A Comissão de Educação (CE) aprovou, nesta terça-feira (25), o projeto de lei que obriga as universidades a criarem normas específicas para aferição do rendimento e para o controle de frequência dos estudantes eleitos para funções em entidades estudantis, como a União Nacional dos Estudantes (UNE). O objetivo é garantir a reposição de conteúdos e a possibilidade de horários e períodos de provas alternativos que sejam compatíveis com as atividades no movimento estudantil.
O PL 6.049/2019 , de autoria do senador Veneziano Vital do Rêgo (MDB-PB), foi aprovado na forma de texto substitutivo apresentado pelo relator, senador Confúcio Moura (MDB-RO). O projeto terá que passar por turno suplementar de votação na CE em data ainda a ser definida e, até lá, ainda pode receber emendas dos senadores.
— A aprovação da proposição em análise possibilitará que as lideranças do movimento estudantil desempenhem sem embaraços as importantes funções e tarefas inerentes aos cargos que ocupam nas respectivas entidades representativas — afirmou Confúcio.

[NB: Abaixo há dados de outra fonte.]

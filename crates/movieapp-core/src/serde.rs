// Module name shadows the `serde` crate — use `::serde` for the external crate.
use ::serde::Serializer;
use chrono::{DateTime, SecondsFormat, Utc};

/// Serialize `DateTime<Utc>` as RFC 3339 with millisecond precision and a `Z`
/// suffix, e.g. `2024-05-01T12:30:00.000Z`. This is the timestamp format of
/// every JSON response.
pub fn to_rfc3339_ms<S>(dt: &DateTime<Utc>, s: S) -> Result<S::Ok, S::Error>
where
    S: Serializer,
{
    s.serialize_str(&dt.to_rfc3339_opts(SecondsFormat::Millis, true))
}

O texto aprovado proíbe que os estudantes que estejam em atividades das entidades estudantis recebam faltas nas atividades da instituição de ensino superior. Também proíbe a expulsão de estudante “em virtude de opiniões e atividade em entidade estudantil” e o cancelamento de bolsas de estudos ou financiamentos desses estudantes “a partir do registro da candidatura a cargo de representação ou direção estudantil e, na hipótese de ser o estudante eleito, até um ano após o final do mandato”.

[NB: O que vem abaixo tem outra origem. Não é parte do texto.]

/// A compiled ownership pattern. Matching is a pure function of the path;
/// a `Matcher` never changes after construction.
///
/// Patterns follow the CODEOWNERS subset of gitignore globbing: `*` and `?`
/// stay within one path segment, `**` spans any number of segments, a
/// leading (or interior) `/` anchors the pattern to the manifest root, and
/// a trailing `/` restricts it to directories. Only files are ever matched,
/// so a directory pattern matches every file beneath a matching directory.
#[derive(Debug, Clone)]
pub struct Matcher {
    ops: Vec<Op>,
}

#[derive(Debug, Clone)]
enum Op {
    /// Zero or more path segments.
    Any,
    /// Exactly one path segment satisfying the condition.
    Segment(Condition),
}

impl Matcher {
    pub fn new(pattern: &str) -> Matcher {
        let (pattern, leading_slash) = match pattern.strip_prefix('/') {
            Some(rest) => (rest, true),
            None => (pattern, false),
        };
        let (pattern, trailing_slash) = match pattern.strip_suffix('/') {
            Some(rest) => (rest, true),
            None => (pattern, false),
        };

        // Manifests use Unix path separators regardless of platform.
        let segments = pattern.split('/').collect::<Vec<_>>();

        // Patterns are left-anchored unless they consist of a single
        // component with no leading slash (a trailing slash is permitted).
        let anchored = leading_slash || segments.len() > 1;

        let mut ops = Vec::with_capacity(segments.len() + 3);
        if !anchored {
            push_any(&mut ops);
        }
        for segment in &segments {
            match *segment {
                "**" => push_any(&mut ops),
                _ => ops.push(Op::Segment(Condition::new(segment))),
            }
        }

        let last = segments.last().copied();
        if trailing_slash || last == Some("**") {
            // Directory patterns match everything under the directory but
            // not the directory itself, so at least one more segment is
            // required.
            ops.push(Op::Segment(Condition::Unconditional));
            push_any(&mut ops);
        } else if last != Some("*") {
            // Everything else prefix-matches: a rule naming a directory also
            // covers the files beneath it. A final bare `*` is the one
            // exception and matches exactly one segment, a known divergence
            // between CODEOWNERS globbing and the gitignore rules.
            push_any(&mut ops);
        }

        Matcher { ops }
    }

    /// Test a root-relative, forward-slash path. A leading `/` is ignored.
    pub fn matches(&self, path: &str) -> bool {
        let path = path.strip_prefix('/').unwrap_or(path);
        self.matches_segments(&path.split('/').collect::<Vec<_>>())
    }

    // Two-pointer scan with backtracking: `Any` records a resume point that
    // re-enters with one more segment consumed, so each failed tail retries
    // the most recent `Any` greedily. Segment-level version of the classic
    // single-star wildcard loop.
    fn matches_segments(&self, segments: &[&str]) -> bool {
        let mut op_idx = 0;
        let mut seg_idx = 0;
        let mut reset: Option<(usize, usize)> = None;

        while op_idx < self.ops.len() || seg_idx < segments.len() {
            match self.ops.get(op_idx) {
                Some(Op::Any) => {
                    reset = Some((op_idx, seg_idx + 1));
                    op_idx += 1;
                    continue;
                }
                Some(Op::Segment(condition)) => {
                    if seg_idx < segments.len() && condition.is_match(segments[seg_idx]) {
                        op_idx += 1;
                        seg_idx += 1;
                        continue;
                    }
                }
                None => {}
            }

            match reset {
                Some((reset_op, reset_seg)) if reset_seg <= segments.len() => {
                    op_idx = reset_op;
                    seg_idx = reset_seg;
                }
                _ => return false,
            }
        }

        true
    }
}

// Consecutive `Any` ops coalesce: zero-or-more twice is still zero-or-more.
fn push_any(ops: &mut Vec<Op>) {
    if !matches!(ops.last(), Some(Op::Any)) {
        ops.push(Op::Any);
    }
}

#[derive(Debug, Clone)]
enum Condition {
    Unconditional,
    Literal(String),
    Prefix(String),
    Suffix(String),
    Contains(String),
    Regex(regex::Regex),
}

impl Condition {
    fn new(glob: &str) -> Condition {
        if glob == "*" {
            return Condition::Unconditional;
        }
        // Escapes and `?` always take the regex path; the fast paths below
        // only handle a single leading and/or trailing star.
        if glob.contains('\\') || glob.contains('?') {
            return Condition::Regex(segment_regex(glob));
        }

        let leading_star = glob.starts_with('*');
        let trailing_star = glob.len() > 1 && glob.ends_with('*');
        let core = &glob[leading_star as usize..glob.len() - trailing_star as usize];
        if core.contains('*') {
            return Condition::Regex(segment_regex(glob));
        }

        match (leading_star, trailing_star) {
            (false, false) => Condition::Literal(core.to_owned()),
            (false, true) => Condition::Prefix(core.to_owned()),
            (true, false) => Condition::Suffix(core.to_owned()),
            (true, true) => Condition::Contains(core.to_owned()),
        }
    }

    fn is_match(&self, candidate: &str) -> bool {
        match self {
            Condition::Unconditional => true,
            Condition::Literal(literal) => literal == candidate,
            Condition::Prefix(prefix) => candidate.starts_with(prefix.as_str()),
            Condition::Suffix(suffix) => candidate.ends_with(suffix.as_str()),
            Condition::Contains(needle) => {
                memchr::memmem::find(candidate.as_bytes(), needle.as_bytes()).is_some()
            }
            Condition::Regex(regex) => regex.is_match(candidate),
        }
    }
}

fn segment_regex(glob: &str) -> regex::Regex {
    let mut regex = String::with_capacity(glob.len() + 8);
    regex.push_str(r"\A");
    let mut chars = glob.chars();
    while let Some(c) = chars.next() {
        match c {
            '*' => regex.push_str("[^/]*"),
            '?' => regex.push_str("[^/]"),
            '\\' => {
                if let Some(escaped) = chars.next() {
                    if regex_syntax::is_meta_character(escaped) {
                        regex.push('\\');
                    }
                    regex.push(escaped);
                }
            }
            _ => {
                if regex_syntax::is_meta_character(c) {
                    regex.push('\\');
                }
                regex.push(c);
            }
        }
    }
    regex.push_str(r"\z");
    regex::Regex::new(&regex).unwrap_or_else(|_| panic!("invalid segment regex: {}", regex))
}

Confúcio Moura lembra que o movimento estudantil brasileiro participou de fatos marcantes da história brasileira, como o ingresso do Brasil na segunda guerra mundial ao lado dos aliados, a criação da Petrobras, a resistência à ditadura, os movimentos da Anistia e das Diretas Já e o impeachment do então presidente Fernando Collor, por exemplo.
— A medida busca trazer para as relações educacionais ganhos consolidados há bastante tempo na área trabalhista, que protegem representantes de determinada categoria contra atos e práticas antissindicais. A proteção aos dirigentes sindicais incorporada ao nosso ordenamento jurídico também deve ocorrer no ambiente acadêmico, possibilitando, assim, o exercício democrático da função dos representantes estudantis, que tem sido muito importante ao longo da história de nosso país — disse o relator.